- _THE INPUT_:
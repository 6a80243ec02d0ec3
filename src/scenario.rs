//! Scenario driver: composes emitter calls into named end-to-end scenarios
//! and writes one script/oracle file pair per scenario.
//!
//! Each statement plan builds on the previous one over the same created and
//! loaded tables: insert-only, insert+update, insert+update on text columns,
//! insert+update+delete, and cascade delete (which removes everything *not*
//! in the small flagged subset, shrinking tables to a minimal residue).
//!
//! A scenario's file pair is written through temp files and persisted only
//! after the whole scenario succeeded, so a failure never leaves a
//! half-written pair behind. Previously written pairs are independent and
//! are not rolled back.

use crate::dataset;
use crate::emitter::Emitter;
use crate::error::GenError;
use crate::rows::OrderMode;
use crate::schema::{expand_variants, FlagRate, LogicalTable, Schema};
use anyhow::Context;
use rand::Rng;
use std::io::BufWriter;
use std::path::{Path, PathBuf};
use tempfile::NamedTempFile;

/// Default dataset size; every scenario replays a prefix of it.
pub const DATASET_ROWS: u64 = 100_000;

/// Test files are numbered from here, in matrix order.
const TEST_NUMBER_BASE: u32 = 400;

/// Statement plan for one scenario.
#[derive(Debug, Clone, Copy, PartialEq, Eq)]
pub enum Plan {
    /// Create + full insert for every physical variant.
    Insert,
    /// `Insert`, then one flag-gated UPDATE per variant targeting the first
    /// non-key column.
    InsertUpdate,
    /// Like `InsertUpdate`, but skips the no-primary-key variant and targets
    /// the column after the key (cyclically), so text columns get exercised.
    UpdateTexts,
    /// `InsertUpdate`, then one DELETE of the second flagged subset.
    InsertUpdateDelete,
    /// `Insert`, then one DELETE of every row *not* in the first flagged
    /// subset.
    DeleteCascade,
}

/// Immutable configuration for one script/oracle pair.
#[derive(Debug, Clone)]
pub struct ScenarioSpec {
    /// Scenario tag; selects participating tables and names the file pair.
    pub name: &'static str,
    pub rows: u64,
    pub batch: u64,
    pub order: OrderMode,
    pub plan: Plan,
}

/// Row-count and batch-size axes for the scenario matrix.
#[derive(Debug, Clone, Copy)]
pub struct Sizes {
    pub small_rows: u64,
    pub large_rows: u64,
    pub bulk_batch: u64,
}

impl Default for Sizes {
    fn default() -> Self {
        Sizes {
            small_rows: 10_000,
            large_rows: DATASET_ROWS,
            bulk_batch: 1_000,
        }
    }
}

/// The fixed scenario matrix, in emission (and numbering) order.
pub fn scenario_matrix(sizes: Sizes) -> Vec<ScenarioSpec> {
    use OrderMode::{Random, Sequential};
    let mut specs = Vec::new();
    let mut push = |name, rows, batch, order, plan| {
        specs.push(ScenarioSpec {
            name,
            rows,
            batch,
            order,
            plan,
        });
    };

    // Inserts: small tables one row at a time, large tables in bulk batches.
    for order in [Sequential, Random] {
        push("insert_small", sizes.small_rows, 1, order, Plan::Insert);
    }
    for order in [Sequential, Random] {
        push(
            "insert_large",
            sizes.large_rows,
            sizes.bulk_batch,
            order,
            Plan::Insert,
        );
    }
    for order in [Sequential, Random] {
        push(
            "insert_large_wide",
            sizes.large_rows,
            sizes.bulk_batch,
            order,
            Plan::Insert,
        );
    }

    // Updates.
    for order in [Sequential, Random] {
        push(
            "insert_update",
            sizes.large_rows,
            sizes.bulk_batch,
            order,
            Plan::InsertUpdate,
        );
    }
    push(
        "update_texts",
        sizes.large_rows,
        sizes.bulk_batch,
        Random,
        Plan::UpdateTexts,
    );

    // Deletes.
    for order in [Sequential, Random] {
        push(
            "insert_update_delete",
            sizes.large_rows,
            sizes.bulk_batch,
            order,
            Plan::InsertUpdateDelete,
        );
    }
    for order in [Sequential, Random] {
        push(
            "delete_cascade",
            sizes.large_rows,
            sizes.bulk_batch,
            order,
            Plan::DeleteCascade,
        );
    }

    specs
}

pub struct ScenarioDriver<'a, R: Rng> {
    schema: &'a Schema,
    data_dir: PathBuf,
    script_dir: PathBuf,
    output_dir: PathBuf,
    rng: &'a mut R,
    test_no: u32,
}

impl<'a, R: Rng> ScenarioDriver<'a, R> {
    pub fn new(
        schema: &'a Schema,
        data_dir: &Path,
        script_dir: &Path,
        output_dir: &Path,
        rng: &'a mut R,
    ) -> Self {
        ScenarioDriver {
            schema,
            data_dir: data_dir.to_path_buf(),
            script_dir: script_dir.to_path_buf(),
            output_dir: output_dir.to_path_buf(),
            rng,
            test_no: 0,
        }
    }

    /// Run every scenario in the matrix; returns the written file pairs.
    pub fn run_all(&mut self, sizes: Sizes) -> anyhow::Result<Vec<(PathBuf, PathBuf)>> {
        let mut pairs = Vec::new();
        for spec in scenario_matrix(sizes) {
            pairs.push(self.run_scenario(&spec)?);
        }
        Ok(pairs)
    }

    /// Generate one script/oracle pair, e.g. `407_insert_update_random.sql`
    /// and `.out`. The test number advances even for scenarios with no
    /// tagged tables, keeping numbering stable across schema edits.
    pub fn run_scenario(&mut self, spec: &ScenarioSpec) -> anyhow::Result<(PathBuf, PathBuf)> {
        let test_name = format!(
            "{}_{}_{}",
            TEST_NUMBER_BASE + self.test_no,
            spec.name,
            spec.order.suffix()
        );
        self.test_no += 1;

        let mut script_tmp = NamedTempFile::new_in(&self.script_dir)
            .with_context(|| format!("creating script temp file for {}", test_name))?;
        let mut oracle_tmp = NamedTempFile::new_in(&self.output_dir)
            .with_context(|| format!("creating oracle temp file for {}", test_name))?;

        {
            let mut emitter = Emitter::new(
                BufWriter::new(script_tmp.as_file_mut()),
                BufWriter::new(oracle_tmp.as_file_mut()),
            );
            emitter.write_header(&test_name)?;

            let tables = self.schema.tables_for(spec.name);
            match spec.plan {
                Plan::Insert => {
                    gen_insert(&mut emitter, &self.data_dir, &tables, spec, true)?;
                }
                Plan::InsertUpdate => {
                    gen_insert(&mut emitter, &self.data_dir, &tables, spec, true)?;
                    gen_update(&mut emitter, &tables, spec, self.rng)?;
                }
                Plan::UpdateTexts => {
                    gen_insert(&mut emitter, &self.data_dir, &tables, spec, false)?;
                    gen_update_texts(&mut emitter, &tables, spec, self.rng)?;
                }
                Plan::InsertUpdateDelete => {
                    gen_insert(&mut emitter, &self.data_dir, &tables, spec, true)?;
                    gen_update(&mut emitter, &tables, spec, self.rng)?;
                    gen_delete(&mut emitter, &tables, spec, FlagRate::ALL[1], 1)?;
                }
                Plan::DeleteCascade => {
                    gen_insert(&mut emitter, &self.data_dir, &tables, spec, true)?;
                    gen_delete(&mut emitter, &tables, spec, FlagRate::ALL[0], 0)?;
                }
            }
            emitter.flush()?;
        }

        let script_path = self.script_dir.join(format!("{}.sql", test_name));
        let oracle_path = self.output_dir.join(format!("{}.out", test_name));
        script_tmp
            .persist(&script_path)
            .with_context(|| format!("writing {}", script_path.display()))?;
        oracle_tmp
            .persist(&oracle_path)
            .with_context(|| format!("writing {}", oracle_path.display()))?;
        Ok((script_path, oracle_path))
    }
}

/// Create + insert phase: one CREATE and a full batched insert per physical
/// variant, each variant preceded by a blank separator line. Every variant
/// replays the same dataset, so all variants of a table hold identical rows.
fn gen_insert<S, O>(
    emitter: &mut Emitter<S, O>,
    data_dir: &Path,
    tables: &[&LogicalTable],
    spec: &ScenarioSpec,
    include_no_pk: bool,
) -> Result<(), GenError>
where
    S: std::io::Write,
    O: std::io::Write,
{
    for table in tables {
        for variant in expand_variants(table, &FlagRate::ALL, include_no_pk) {
            emitter.blank_line()?;
            emitter.emit_create(&variant)?;
            let lines = dataset::open_rows(data_dir, &table.name, spec.order)?;
            emitter.emit_insert(&variant, lines, spec.rows, spec.batch, &FlagRate::ALL)?;
        }
    }
    Ok(())
}

/// Update phase: one UPDATE per variant, gated on the first flag rate and
/// targeting the first non-key column.
fn gen_update<S, O, R>(
    emitter: &mut Emitter<S, O>,
    tables: &[&LogicalTable],
    spec: &ScenarioSpec,
    rng: &mut R,
) -> Result<(), GenError>
where
    S: std::io::Write,
    O: std::io::Write,
    R: Rng,
{
    emitter.blank_line()?;
    for table in tables {
        for variant in expand_variants(table, &FlagRate::ALL, true) {
            if let Some(target) = variant.first_non_key_column() {
                emitter.emit_update(&variant, target, FlagRate::ALL[0], spec.rows, rng)?;
            }
        }
    }
    Ok(())
}

/// Update phase for keyed variants only, rotating the target one column past
/// the key so every column type (text included) gets updated somewhere.
fn gen_update_texts<S, O, R>(
    emitter: &mut Emitter<S, O>,
    tables: &[&LogicalTable],
    spec: &ScenarioSpec,
    rng: &mut R,
) -> Result<(), GenError>
where
    S: std::io::Write,
    O: std::io::Write,
    R: Rng,
{
    emitter.blank_line()?;
    for table in tables {
        for variant in expand_variants(table, &FlagRate::ALL, false) {
            let key = variant.primary_key.unwrap_or(0);
            let target = &variant.columns[(key + 1) % variant.base_columns];
            emitter.emit_update(&variant, target, FlagRate::ALL[0], spec.rows, rng)?;
        }
    }
    Ok(())
}

/// Delete phase: one flag-gated DELETE per variant.
fn gen_delete<S, O>(
    emitter: &mut Emitter<S, O>,
    tables: &[&LogicalTable],
    spec: &ScenarioSpec,
    rate: FlagRate,
    comparison: i64,
) -> Result<(), GenError>
where
    S: std::io::Write,
    O: std::io::Write,
{
    emitter.blank_line()?;
    for table in tables {
        for variant in expand_variants(table, &FlagRate::ALL, true) {
            emitter.emit_delete(&variant, rate, comparison, spec.rows)?;
        }
    }
    Ok(())
}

- _YOUR TASK_:
Copy out all the lines of the records that include "same".

- _SOLUTION TO THIS TASK_:
//! Each statement plan builds on the previous one over the same created and
/// replays the same dataset, so all variants of a table hold identical rows.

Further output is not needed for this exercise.